Which lines run from the line with "let mut ready_rx" through the line with "then ready handles." in the entries below? Print them exactly, both ends included, and nothing more.

⟨

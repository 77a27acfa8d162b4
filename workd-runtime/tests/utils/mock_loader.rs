// Copyright 2026 The Vimana Authors. All rights reserved.
//
// Licensed under the Apache License, Version 2.0 (the "License");
// you may not use this file except in compliance with the License.
// You may obtain a copy of the License at
//
//    http://www.apache.org/licenses/LICENSE-2.0
//
// Unless required by applicable law or agreed to in writing, software
// distributed under the License is distributed on an "AS IS" BASIS,
// WITHOUT WARRANTIES OR CONDITIONS OF ANY KIND, either express or implied.
// See the License for the specific language governing permissions and
// limitations under the License.

use std::collections::VecDeque;
use std::sync::Arc;

use async_trait::async_trait;
use bytes::Bytes;
use http_body_util::{BodyExt, Full};
use parking_lot::Mutex;
use tokio::sync::watch;
use workd_error::{Code, Error, make_err};
use workd_runtime::loader::{ComponentLoader, Invocable, InvocationBody, LoadRequest};

/// Invocable whose readiness is decided by the test.
#[derive(Debug)]
pub struct MockInvocable {
    ready_tx: watch::Sender<Option<bool>>,
    shutdown_tx: watch::Sender<usize>,
}

impl MockInvocable {
    pub fn ready() -> Arc<Self> {
        let handle = Self::pending();
        handle.set_ready(true);
        handle
    }

    pub fn pending() -> Arc<Self> {
        Arc::new(Self {
            ready_tx: watch::channel(None).0,
            shutdown_tx: watch::channel(0).0,
        })
    }

    pub fn set_ready(&self, ready: bool) {
        self.ready_tx.send_replace(Some(ready));
    }

    pub fn shutdown_count(&self) -> usize {
        *self.shutdown_tx.borrow()
    }

    pub async fn wait_for_shutdown(&self) {
        let mut shutdown_rx = self.shutdown_tx.subscribe();
        assert!(shutdown_rx.wait_for(|count| *count > 0).await.is_ok());
    }
}

#[async_trait]
impl Invocable for MockInvocable {
    async fn invoke(
        &self,
        _request: http::Request<Bytes>,
    ) -> Result<http::Response<InvocationBody>, Error> {
        let body = Full::new(Bytes::from_static(b"ok"))
            .map_err(|never| match never {})
            .boxed();
        Ok(http::Response::new(body))
    }

    async fn ready(&self) -> Result<(), Error> {
        let mut ready_rx = self.ready_tx.subscribe();
        let ready = *ready_rx
            .wait_for(Option::is_some)
            .await
            .map_err(|_| make_err!(Code::Internal, "Readiness channel closed"))?;
        if ready == Some(true) {
            Ok(())
        } else {
            Err(make_err!(Code::Unavailable, "Component reported not ready"))
        }
    }

    async fn shutdown(&self) -> Result<(), Error> {
        self.shutdown_tx.send_modify(|count| *count += 1);
        Ok(())
    }
}

/// Loader that hands out scripted results in order, then ready handles.
#[derive(Debug, Default)]
pub struct MockLoader {
    scripted: Mutex<VecDeque<Result<Arc<MockInvocable>, Error>>>,
    requests: Mutex<Vec<LoadRequest>>,
}

impl MockLoader {
    pub fn new() -> Arc<Self> {
        Arc::new(Self::default())
    }

    pub fn push_handle(&self, handle: Arc<MockInvocable>) {
        self.scripted.lock().push_back(Ok(handle));
    }

    pub fn push_error(&self, err: Error) {
        self.scripted.lock().push_back(Err(err));
    }

    pub fn requests(&self) -> Vec<LoadRequest> {
        self.requests.lock().clone()
    }
}

#[async_trait]
impl ComponentLoader for MockLoader {
    async fn load(&self, request: LoadRequest) -> Result<Arc<dyn Invocable>, Error> {
        self.requests.lock().push(request);
        let next = self.scripted.lock().pop_front();
        match next {
            Some(Ok(handle)) => Ok(handle),
            Some(Err(err)) => Err(err),
            None => Ok(MockInvocable::ready()),
        }
    }
}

⟩

_RESPONSE TO THIS EXERCISE_.
        let mut ready_rx = self.ready_tx.subscribe();
        let ready = *ready_rx
            .wait_for(Option::is_some)
            .await
            .map_err(|_| make_err!(Code::Internal, "Readiness channel closed"))?;
        if ready == Some(true) {
            Ok(())
        } else {
            Err(make_err!(Code::Unavailable, "Component reported not ready"))
        }
    }

    async fn shutdown(&self) -> Result<(), Error> {
        self.shutdown_tx.send_modify(|count| *count += 1);
        Ok(())
    }
}

/// Loader that hands out scripted results in order, then ready handles.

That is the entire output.